* The task *
The entries underneath need to be duplicated exactly, with none omitted.

* Material for this exercise *
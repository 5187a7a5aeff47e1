//! Worker configuration

use crate::error::WorkerError;
use lumify_store::StoreConfig;
use serde::{Deserialize, Serialize};
use std::path::Path;
use std::time::Duration;

/// Worker configuration
///
/// Every field has a default, so an empty TOML document is valid.
///
/// ```toml
/// base_url = "https://lumify.example.com"
/// log_filter = "lumify_store=debug,info"
///
/// [store]
/// entity_capacity = 5000
/// volatile_fields = ["score"]
/// ```
#[derive(Debug, Clone, PartialEq, Eq, Serialize, Deserialize)]
#[serde(default)]
pub struct WorkerConfig {
    /// Server root, without trailing slash
    pub base_url: String,
    /// `tracing_subscriber::EnvFilter` directive used when `RUST_LOG` is unset
    pub log_filter: String,
    /// Per-request timeout
    pub request_timeout_ms: u64,
    /// Store settings
    pub store: StoreConfig,
}

impl WorkerConfig {
    /// Create default configuration
    #[inline]
    #[must_use]
    pub fn new() -> Self {
        Self::default()
    }

    /// With server root
    #[must_use]
    pub fn with_base_url(mut self, base_url: impl Into<String>) -> Self {
        self.base_url = base_url.into();
        self
    }

    /// With store settings
    #[inline]
    #[must_use]
    pub fn with_store(mut self, store: StoreConfig) -> Self {
        self.store = store;
        self
    }

    /// Per-request timeout
    #[inline]
    #[must_use]
    pub fn request_timeout(&self) -> Duration {
        Duration::from_millis(self.request_timeout_ms)
    }

    /// Parse from a TOML document
    ///
    /// # Errors
    /// `WorkerError::Config` on malformed TOML or an empty `base_url`.
    pub fn from_toml_str(document: &str) -> Result<Self, WorkerError> {
        let config: Self = toml::from_str(document)?;
        config.validate()?;
        Ok(config)
    }

    /// Load from a TOML file
    ///
    /// # Errors
    /// `WorkerError::Io` if the file cannot be read, otherwise as
    /// [`WorkerConfig::from_toml_str`].
    pub fn load(path: impl AsRef<Path>) -> Result<Self, WorkerError> {
        let path = path.as_ref();
        let document = std::fs::read_to_string(path)?;
        tracing::debug!(path = %path.display(), "loaded worker configuration");
        Self::from_toml_str(&document)
    }

    fn validate(&self) -> Result<(), WorkerError> {
        if self.base_url.trim().is_empty() {
            return Err(WorkerError::Config("base_url must not be empty".to_string()));
        }
        if self.store.entity_capacity == 0 {
            return Err(WorkerError::Config(
                "store.entity_capacity must be positive".to_string(),
            ));
        }
        Ok(())
    }
}

impl Default for WorkerConfig {
    fn default() -> Self {
        Self {
            base_url: "http://localhost:8080".to_string(),
            log_filter: "info".to_string(),
            request_timeout_ms: 30_000,
            store: StoreConfig::default(),
        }
    }
}

#[cfg(test)]
mod tests {
    use super::*;
    use std::io::Write;

    #[test]
    fn empty_document_is_default() {
        assert_eq!(WorkerConfig::from_toml_str("").unwrap(), WorkerConfig::default());
    }

    #[test]
    fn nested_store_section() {
        let config = WorkerConfig::from_toml_str(
            r#"
            base_url = "https://lumify.example.com"

            [store]
            entity_capacity = 64
            volatile_fields = ["score", "highlight"]
            "#,
        )
        .unwrap();

        assert_eq!(config.base_url, "https://lumify.example.com");
        assert_eq!(config.log_filter, "info");
        assert_eq!(config.store.entity_capacity, 64);
        assert_eq!(config.store.volatile_fields, vec!["score", "highlight"]);
    }

    #[test]
    fn rejects_invalid_values() {
        assert!(matches!(
            WorkerConfig::from_toml_str("base_url = \"\""),
            Err(WorkerError::Config(_))
        ));
        assert!(matches!(
            WorkerConfig::from_toml_str("[store]\nentity_capacity = 0"),
            Err(WorkerError::Config(_))
        ));
        assert!(matches!(
            WorkerConfig::from_toml_str("request_timeout_ms = \"soon\""),
            Err(WorkerError::Config(_))
        ));
    }

    #[test]
    fn loads_from_file() {
        let mut file = tempfile::NamedTempFile::new().unwrap();
        writeln!(file, "request_timeout_ms = 500").unwrap();

        let config = WorkerConfig::load(file.path()).unwrap();
        assert_eq!(config.request_timeout(), Duration::from_millis(500));

        let missing = WorkerConfig::load("/nonexistent/lumify-worker.toml");
        assert!(matches!(missing, Err(WorkerError::Io(_))));
    }
}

* Exercise answer *
repository 5187a7a5aeff47e1
//! Worker configuration

use crate::error::WorkerError;
use lumify_store::StoreConfig;
use serde::{Deserialize, Serialize};
use std::path::Path;
use std::time::Duration;

/// Worker configuration
///
/// Every field has a default, so an empty TOML document is valid.
///
/// ```toml
/// base_url = "https://lumify.example.com"
/// log_filter = "lumify_store=debug,info"
///
/// [store]
/// entity_capacity = 5000
/// volatile_fields = ["score"]
/// ```
#[derive(Debug, Clone, PartialEq, Eq, Serialize, Deserialize)]
#[serde(default)]
pub struct WorkerConfig {
    /// Server root, without trailing slash
    pub base_url: String,
    /// `tracing_subscriber::EnvFilter` directive used when `RUST_LOG` is unset
    pub log_filter: String,
    /// Per-request timeout
    pub request_timeout_ms: u64,
    /// Store settings
    pub store: StoreConfig,
}

impl WorkerConfig {
    /// Create default configuration
    #[inline]
    #[must_use]
    pub fn new() -> Self {
        Self::default()
    }

    /// With server root
    #[must_use]
    pub fn with_base_url(mut self, base_url: impl Into<String>) -> Self {
        self.base_url = base_url.into();
        self
    }

    /// With store settings
    #[inline]
    #[must_use]
    pub fn with_store(mut self, store: StoreConfig) -> Self {
        self.store = store;
        self
    }

    /// Per-request timeout
    #[inline]
    #[must_use]
    pub fn request_timeout(&self) -> Duration {
        Duration::from_millis(self.request_timeout_ms)
    }

    /// Parse from a TOML document
    ///
    /// # Errors
    /// `WorkerError::Config` on malformed TOML or an empty `base_url`.
    pub fn from_toml_str(document: &str) -> Result<Self, WorkerError> {
        let config: Self = toml::from_str(document)?;
        config.validate()?;
        Ok(config)
    }

    /// Load from a TOML file
    ///
    /// # Errors
    /// `WorkerError::Io` if the file cannot be read, otherwise as
    /// [`WorkerConfig::from_toml_str`].
    pub fn load(path: impl AsRef<Path>) -> Result<Self, WorkerError> {
        let path = path.as_ref();
        let document = std::fs::read_to_string(path)?;
        tracing::debug!(path = %path.display(), "loaded worker configuration");
        Self::from_toml_str(&document)
    }

    fn validate(&self) -> Result<(), WorkerError> {
        if self.base_url.trim().is_empty() {
            return Err(WorkerError::Config("base_url must not be empty".to_string()));
        }
        if self.store.entity_capacity == 0 {
            return Err(WorkerError::Config(
                "store.entity_capacity must be positive".to_string(),
            ));
        }
        Ok(())
    }
}

impl Default for WorkerConfig {
    fn default() -> Self {
        Self {
            base_url: "http://localhost:8080".to_string(),
            log_filter: "info".to_string(),
            request_timeout_ms: 30_000,
            store: StoreConfig::default(),
        }
    }
}

#[cfg(test)]
mod tests {
    use super::*;
    use std::io::Write;

    #[test]
    fn empty_document_is_default() {
        assert_eq!(WorkerConfig::from_toml_str("").unwrap(), WorkerConfig::default());
    }

    #[test]
    fn nested_store_section() {
        let config = WorkerConfig::from_toml_str(
            r#"
            base_url = "https://lumify.example.com"

            [store]
            entity_capacity = 64
            volatile_fields = ["score", "highlight"]
            "#,
        )
        .unwrap();

        assert_eq!(config.base_url, "https://lumify.example.com");
        assert_eq!(config.log_filter, "info");
        assert_eq!(config.store.entity_capacity, 64);
        assert_eq!(config.store.volatile_fields, vec!["score", "highlight"]);
    }

    #[test]
    fn rejects_invalid_values() {
        assert!(matches!(
            WorkerConfig::from_toml_str("base_url = \"\""),
            Err(WorkerError::Config(_))
        ));
        assert!(matches!(
            WorkerConfig::from_toml_str("[store]\nentity_capacity = 0"),
            Err(WorkerError::Config(_))
        ));
        assert!(matches!(
            WorkerConfig::from_toml_str("request_timeout_ms = \"soon\""),
            Err(WorkerError::Config(_))
        ));
    }

    #[test]
    fn loads_from_file() {
        let mut file = tempfile::NamedTempFile::new().unwrap();
        writeln!(file, "request_timeout_ms = 500").unwrap();

        let config = WorkerConfig::load(file.path()).unwrap();
        assert_eq!(config.request_timeout(), Duration::from_millis(500));

        let missing = WorkerConfig::load("/nonexistent/lumify-worker.toml");
        assert!(matches!(missing, Err(WorkerError::Io(_))));
    }
}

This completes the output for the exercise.